So, you're saying that killing off the whole cast would be a good thing? Maybe you're just quoting Rosencranz and Guildenstern like a Python addict, I dunno. It's been years since I saw that one.
When I was 20 I watched a soap opera between classes. (When I could.) Then I made a wonderful, terrible decision: I would take my savings and do a semester abroad. I made this choice at the precise moment the soap-opera guy and girl I'd been following for months were going to make, you know. Sweet commercial interruptions.

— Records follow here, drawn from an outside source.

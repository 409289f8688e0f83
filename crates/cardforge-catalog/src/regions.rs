//! World regions geography deck.
//!
//! One card per region in a GeoJSON file: the question shows the region's
//! outline alone, the answer shows it highlighted among its neighbours
//! with the region name and (when available) its flag.

use std::path::PathBuf;

use cardforge_backend_map::{
    fetch_flag, load_regions, render_answer, render_question, write_canvas_to_vec_with_hash,
    PngConfig, RenderOptions,
};
use cardforge_deck::{
    img_ref, note_guid, qualified_model_id, CardTemplate, DeckError, DeckMetadata, DeckSource,
    MediaStore, Note, NoteModel,
};

const REGIONS_CSS: &str = "\
.card {
    font-family: Arial, sans-serif;
    background-color: #1a1a1a;
    color: #ffffff;
}
.question {
    display: flex;
    justify-content: center;
    padding: 20px;
}
.question img {
    max-width: 80%;
    max-height: 80vh;
}
.answer-container {
    display: flex;
    flex-direction: column;
    align-items: center;
    padding: 20px;
}
.outline-image {
    max-width: 80%;
    max-height: 50vh;
    margin-bottom: 20px;
}
.flag-name-container {
    display: flex;
    align-items: center;
    justify-content: center;
    gap: 15px;
    margin-top: 10px;
}
.region-flag {
    height: 30px;
    width: auto;
    vertical-align: middle;
}
.region-name {
    font-size: 24px;
    color: #ffffff;
    margin: 0;
    vertical-align: middle;
}
";

/// Geography deck built from a regions GeoJSON file.
#[derive(Debug)]
pub struct WorldRegionsDeck {
    metadata: DeckMetadata,
    regions_path: PathBuf,
    render: RenderOptions,
    fetch_flags: bool,
}

impl WorldRegionsDeck {
    /// Creates the deck.
    ///
    /// # Arguments
    /// * `regions_path` - Path to a GeoJSON file of region features
    /// * `image_size` - Outline image size in pixels (square)
    /// * `fetch_flags` - Whether to download flag images
    pub fn new(regions_path: impl Into<PathBuf>, image_size: u32, fetch_flags: bool) -> Self {
        let metadata = DeckMetadata::builder("World Regions")
            .tag("geography")
            .tag("territories")
            .tag("regions")
            .tag("maps")
            .description("A deck for learning geographic regions and territories on world maps")
            .build();
        Self {
            metadata,
            regions_path: regions_path.into(),
            render: RenderOptions { size: image_size },
            fetch_flags,
        }
    }
}

impl DeckSource for WorldRegionsDeck {
    fn metadata(&self) -> &DeckMetadata {
        &self.metadata
    }

    fn model(&self) -> NoteModel {
        NoteModel::new(
            qualified_model_id(&self.metadata, "World Regions Model"),
            "World Regions Model",
            vec!["Question", "Answer"],
            vec![CardTemplate::new(
                "Region Card",
                "<div class=\"question\">{{Question}}</div>",
                "<div class=\"answer-container\">{{Answer}}</div>",
            )],
            REGIONS_CSS,
        )
    }

    fn notes(&self, media: &mut MediaStore) -> Result<Vec<Note>, DeckError> {
        let model_id = self.model().id;
        let world =
            load_regions(&self.regions_path).map_err(|e| DeckError::Generation(e.to_string()))?;
        let png_config = PngConfig::default();

        let mut notes = Vec::with_capacity(world.len());
        for region in &world {
            let question = render_question(region, &self.render)
                .map_err(|e| DeckError::Generation(e.to_string()))?;
            let answer = render_answer(region, &world, &self.render)
                .map_err(|e| DeckError::Generation(e.to_string()))?;
            let (question_png, _) = write_canvas_to_vec_with_hash(&question, &png_config)
                .map_err(|e| DeckError::Generation(e.to_string()))?;
            let (answer_png, _) = write_canvas_to_vec_with_hash(&answer, &png_config)
                .map_err(|e| DeckError::Generation(e.to_string()))?;

            let question_name = format!("outline_q_{}.png", region.iso_a2);
            let answer_name = format!("outline_a_{}.png", region.iso_a2);
            media.add(&question_name, &question_png)?;
            media.add(&answer_name, &answer_png)?;

            let flag_html = if self.fetch_flags {
                match fetch_flag(&region.iso_a2) {
                    Ok(bytes) => {
                        let flag_name = format!("flag_{}.png", region.iso_a2);
                        media.add(&flag_name, &bytes)?;
                        format!("<img src=\"{}\" class=\"region-flag\">", flag_name)
                    }
                    Err(e) => {
                        // The card still works without a flag.
                        eprintln!("warning: {} ({})", e, region.name);
                        String::new()
                    }
                }
            } else {
                String::new()
            };

            notes.push(Note::new(
                vec![
                    img_ref(&question_name),
                    format!(
                        "<img src=\"{}\" class=\"outline-image\">\
                         <div class=\"flag-name-container\">{}\
                         <span class=\"region-name\">{}</span></div>",
                        answer_name, flag_html, region.name
                    ),
                ],
                note_guid(model_id, &region.iso_a2),
                self.metadata.tags.clone(),
            ));
        }
        Ok(notes)
    }
}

They'd had their first kiss not two weeks before I stepped on the plane. I thought, What rotten luck! Awful timing! It'll be all over when I get back!
But I went, had a wonderful time — everybody does — and ended up extending the trip. (Another thing everybody does.) I stayed an extra month. And in the week I was back in Los Angeles full-time, I turned on the TV to find … that the soap opera girl and guy were still chatting over coffee. Not even close to, you know. Dessert.
I say again: soap operas are timid. They take forever to get to the point; they make everyone in the apartment complex around the pool have affairs only with each other; they force the guy with the revelation to back off from it, and say that it was all just a dream.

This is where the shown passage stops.